Table 2 shows the TAC values of GS Fe_xO_y-NPs and CS Fe_xO_y-NPs. The highest total antioxidant activity values were produced for the green nanoparticles synthesized from the ethanolic extract, especially at lower drying temperatures. However, as shown in Table 1, the highest TAC value was achieved by T_{25 °C H2O Ext.}, with 2.04 mg GAE/mg extract. This means that although the NPs synthesized from ethanolic extracts have more total antioxidant groups, they do not exhibit a good anti-radical function (higher DPPH IC₅₀ values).

4. Conclusions

The synthesis of iron oxide nanoparticles using Phoenix dactylifera L. has been shown to be an alternative and feasible method that is environmentally safer than conventional chemical methods, in addition to being harmless to human health.

Nevertheless, the phenolic compounds present in Phoenix dactylifera L. could be affected by various factors, especially the drying temperature of the plant and the extraction solvent used, producing differences in the final nanoparticles obtained.
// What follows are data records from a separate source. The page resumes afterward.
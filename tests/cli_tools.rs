//! CLI tool tests
//!
//! Drives the `fastcksum` binary end to end: exit status, stdout payload and
//! the one-line stderr diagnostic.

use std::fs;
use std::io::Write;
use std::path::Path;
use std::process::{Command, Output, Stdio};
use tempfile::TempDir;

// =============================================================================
// Test Utilities
// =============================================================================

fn fastcksum(dir: &Path, args: &[&str], stdin: &[u8]) -> Output {
    let mut child = Command::new(env!("CARGO_BIN_EXE_fastcksum"))
        .current_dir(dir)
        .args(args)
        .stdin(Stdio::piped())
        .stdout(Stdio::piped())
        .stderr(Stdio::piped())
        .spawn()
        .expect("Failed to spawn fastcksum");

    child
        .stdin
        .take()
        .expect("stdin is piped")
        .write_all(stdin)
        .expect("Failed to write stdin");

    child.wait_with_output().expect("Failed to wait on fastcksum")
}

fn stdout_text(output: &Output) -> String {
    String::from_utf8(output.stdout.clone()).unwrap()
}

fn stderr_text(output: &Output) -> String {
    String::from_utf8(output.stderr.clone()).unwrap()
}

/// The `"<CODE>: <message>"` line printed last on failure
fn diagnostic(output: &Output) -> String {
    stderr_text(output).lines().last().unwrap_or_default().to_string()
}

// =============================================================================
// sum
// =============================================================================

#[test]
fn test_sum_stdin_prints_empty_name() {
    let temp_dir = TempDir::new().unwrap();
    let output = fastcksum(temp_dir.path(), &["sum"], b"123456789");

    assert!(output.status.success());
    assert_eq!(stdout_text(&output), "3421780262 9 \n");
}

#[test]
fn test_sum_files_and_posix() {
    let temp_dir = TempDir::new().unwrap();
    fs::write(temp_dir.path().join("hello.txt"), b"hello\n").unwrap();

    let posix = fastcksum(temp_dir.path(), &["sum", "--algorithm", "posix", "hello.txt"], b"");
    assert!(posix.status.success());
    assert_eq!(stdout_text(&posix), "3015617425 6 hello.txt\n");

    let missing = fastcksum(temp_dir.path(), &["sum", "nope.bin"], b"");
    assert!(!missing.status.success());
    assert_eq!(missing.status.code(), Some(1));
    assert!(diagnostic(&missing).starts_with("FASTCKSUM_CLI_IO_ERROR"));
}

// =============================================================================
// store + cat
// =============================================================================

#[test]
fn test_store_prints_entry_and_cat_verifies() {
    let temp_dir = TempDir::new().unwrap();

    let stored = fastcksum(temp_dir.path(), &["store", "data.bin"], b"123456789");
    assert!(stored.status.success(), "{}", stderr_text(&stored));
    assert_eq!(stdout_text(&stored), "3421780262 9 data.bin\n");
    assert_eq!(fs::read(temp_dir.path().join("data.bin")).unwrap(), b"123456789");

    fs::write(temp_dir.path().join("all.crc32"), &stored.stdout).unwrap();
    let cat = fastcksum(temp_dir.path(), &["cat", "-c", "all.crc32", "data.bin"], b"");
    assert!(cat.status.success(), "{}", stderr_text(&cat));
    assert_eq!(cat.stdout, b"123456789");
}

#[test]
fn test_store_appends_to_manifest() {
    let temp_dir = TempDir::new().unwrap();

    for name in ["a.bin", "b.bin"] {
        let stored = fastcksum(
            temp_dir.path(),
            &["store", name, "--manifest", "all.crc32"],
            name.as_bytes(),
        );
        assert!(stored.status.success());
        assert!(stored.stdout.is_empty());
    }

    let manifest = fs::read_to_string(temp_dir.path().join("all.crc32")).unwrap();
    assert_eq!(manifest.lines().count(), 2);

    let cat = fastcksum(temp_dir.path(), &["cat", "-c", "all.crc32", "a.bin", "b.bin"], b"");
    assert!(cat.status.success());
    assert_eq!(cat.stdout, b"a.binb.bin");
}

#[test]
fn test_cat_corruption_fails_without_output() {
    let temp_dir = TempDir::new().unwrap();
    fastcksum(temp_dir.path(), &["store", "c.bin", "--manifest", "all.crc32"], b"clean");
    fs::write(temp_dir.path().join("c.bin"), b"dirty").unwrap();

    let cat = fastcksum(temp_dir.path(), &["cat", "-c", "all.crc32", "c.bin"], b"");
    assert_eq!(cat.status.code(), Some(1));
    assert!(cat.stdout.is_empty());

    let last = diagnostic(&cat);
    assert!(last.starts_with("FASTCKSUM_CLI_INTEGRITY_ERROR"), "{}", last);
    assert!(last.contains("FASTCKSUM_CHECKSUM_MISMATCH"));
}

#[test]
fn test_cat_unlisted_name_fails_up_front() {
    let temp_dir = TempDir::new().unwrap();
    fastcksum(temp_dir.path(), &["store", "a.bin", "--manifest", "all.crc32"], b"a");
    fs::write(temp_dir.path().join("z.bin"), b"z").unwrap();

    let cat = fastcksum(temp_dir.path(), &["cat", "-c", "all.crc32", "a.bin", "z.bin"], b"");
    assert_eq!(cat.status.code(), Some(1));
    assert!(cat.stdout.is_empty(), "Nothing is written before all names are checked");
    assert!(diagnostic(&cat).contains("FASTCKSUM_UNKNOWN_FILENAME"));
}

// =============================================================================
// merge
// =============================================================================

#[test]
fn test_merge_to_stdout_with_delete() {
    let temp_dir = TempDir::new().unwrap();
    fs::write(temp_dir.path().join("b.crc32"), "2 2 b.bin\n").unwrap();
    fs::write(temp_dir.path().join("a.crc32"), "1 1 a.bin\n2 2 b.bin\n").unwrap();

    let merged = fastcksum(temp_dir.path(), &["merge", "--delete", "a.crc32", "b.crc32"], b"");
    assert!(merged.status.success());
    assert_eq!(stdout_text(&merged), "1 1 a.bin\n2 2 b.bin\n");
    assert!(!temp_dir.path().join("a.crc32").exists());
    assert!(!temp_dir.path().join("b.crc32").exists());
}

#[test]
fn test_merge_conflict_exits_one() {
    let temp_dir = TempDir::new().unwrap();
    fs::write(temp_dir.path().join("a.crc32"), "5 10 x.bin\n").unwrap();
    fs::write(temp_dir.path().join("b.crc32"), "6 10 x.bin\n").unwrap();

    let merged = fastcksum(
        temp_dir.path(),
        &["merge", "--delete", "-o", "all.crc32", "a.crc32", "b.crc32"],
        b"",
    );

    assert_eq!(merged.status.code(), Some(1));
    assert!(merged.stdout.is_empty());
    assert!(diagnostic(&merged).starts_with("FASTCKSUM_CLI_MERGE_CONFLICT"));
    assert!(temp_dir.path().join("a.crc32").exists());
    assert!(!temp_dir.path().join("all.crc32").exists());
}

#[test]
fn test_failures_print_one_stderr_line() {
    let temp_dir = TempDir::new().unwrap();
    fs::write(temp_dir.path().join("a.crc32"), "5 10 x.bin\n").unwrap();
    fs::write(temp_dir.path().join("b.crc32"), "6 10 x.bin\n").unwrap();
    fastcksum(temp_dir.path(), &["store", "c.bin", "--manifest", "c.crc32"], b"clean");
    fs::write(temp_dir.path().join("c.bin"), b"dirty").unwrap();

    let failures: [&[&str]; 3] = [
        &["merge", "-o", "all.crc32", "a.crc32", "b.crc32"],
        &["cat", "-c", "c.crc32", "c.bin"],
        &["sum", "nope.bin"],
    ];
    for args in failures {
        let output = fastcksum(temp_dir.path(), args, b"");
        let stderr = stderr_text(&output);

        assert_eq!(output.status.code(), Some(1), "{:?}", args);
        assert_eq!(stderr.lines().count(), 1, "{:?}: {}", args, stderr);
        assert!(stderr.starts_with("FASTCKSUM_CLI_"), "{}", stderr);
    }
}

#[test]
fn test_config_file_and_bad_config() {
    let temp_dir = TempDir::new().unwrap();
    fs::write(temp_dir.path().join("hello.txt"), b"hello\n").unwrap();
    fs::write(temp_dir.path().join("posix.json"), r#"{ "algorithm": "posix" }"#).unwrap();
    fs::write(temp_dir.path().join("bad.json"), r#"{ "buffer_size": 0 }"#).unwrap();

    let sum = fastcksum(temp_dir.path(), &["--config", "posix.json", "sum", "hello.txt"], b"");
    assert_eq!(stdout_text(&sum), "3015617425 6 hello.txt\n");

    let bad = fastcksum(temp_dir.path(), &["--config", "bad.json", "sum", "hello.txt"], b"");
    assert_eq!(bad.status.code(), Some(1));
    assert!(diagnostic(&bad).starts_with("FASTCKSUM_CLI_CONFIG_ERROR"));
}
Therefore, increasing the drying temperature could affect the phenolic compound efficiency (reducing capacity) and, subsequently, the nanoparticle size, crystallinity and the type of oxide obtained. The green nanoparticles obtained at lower drying temperatures exhibited the best physicochemical properties and antioxidant activity throughout the process.

Finally, nanoparticle size and morphology were decisive in their unique properties, as they can affect antioxidant activity.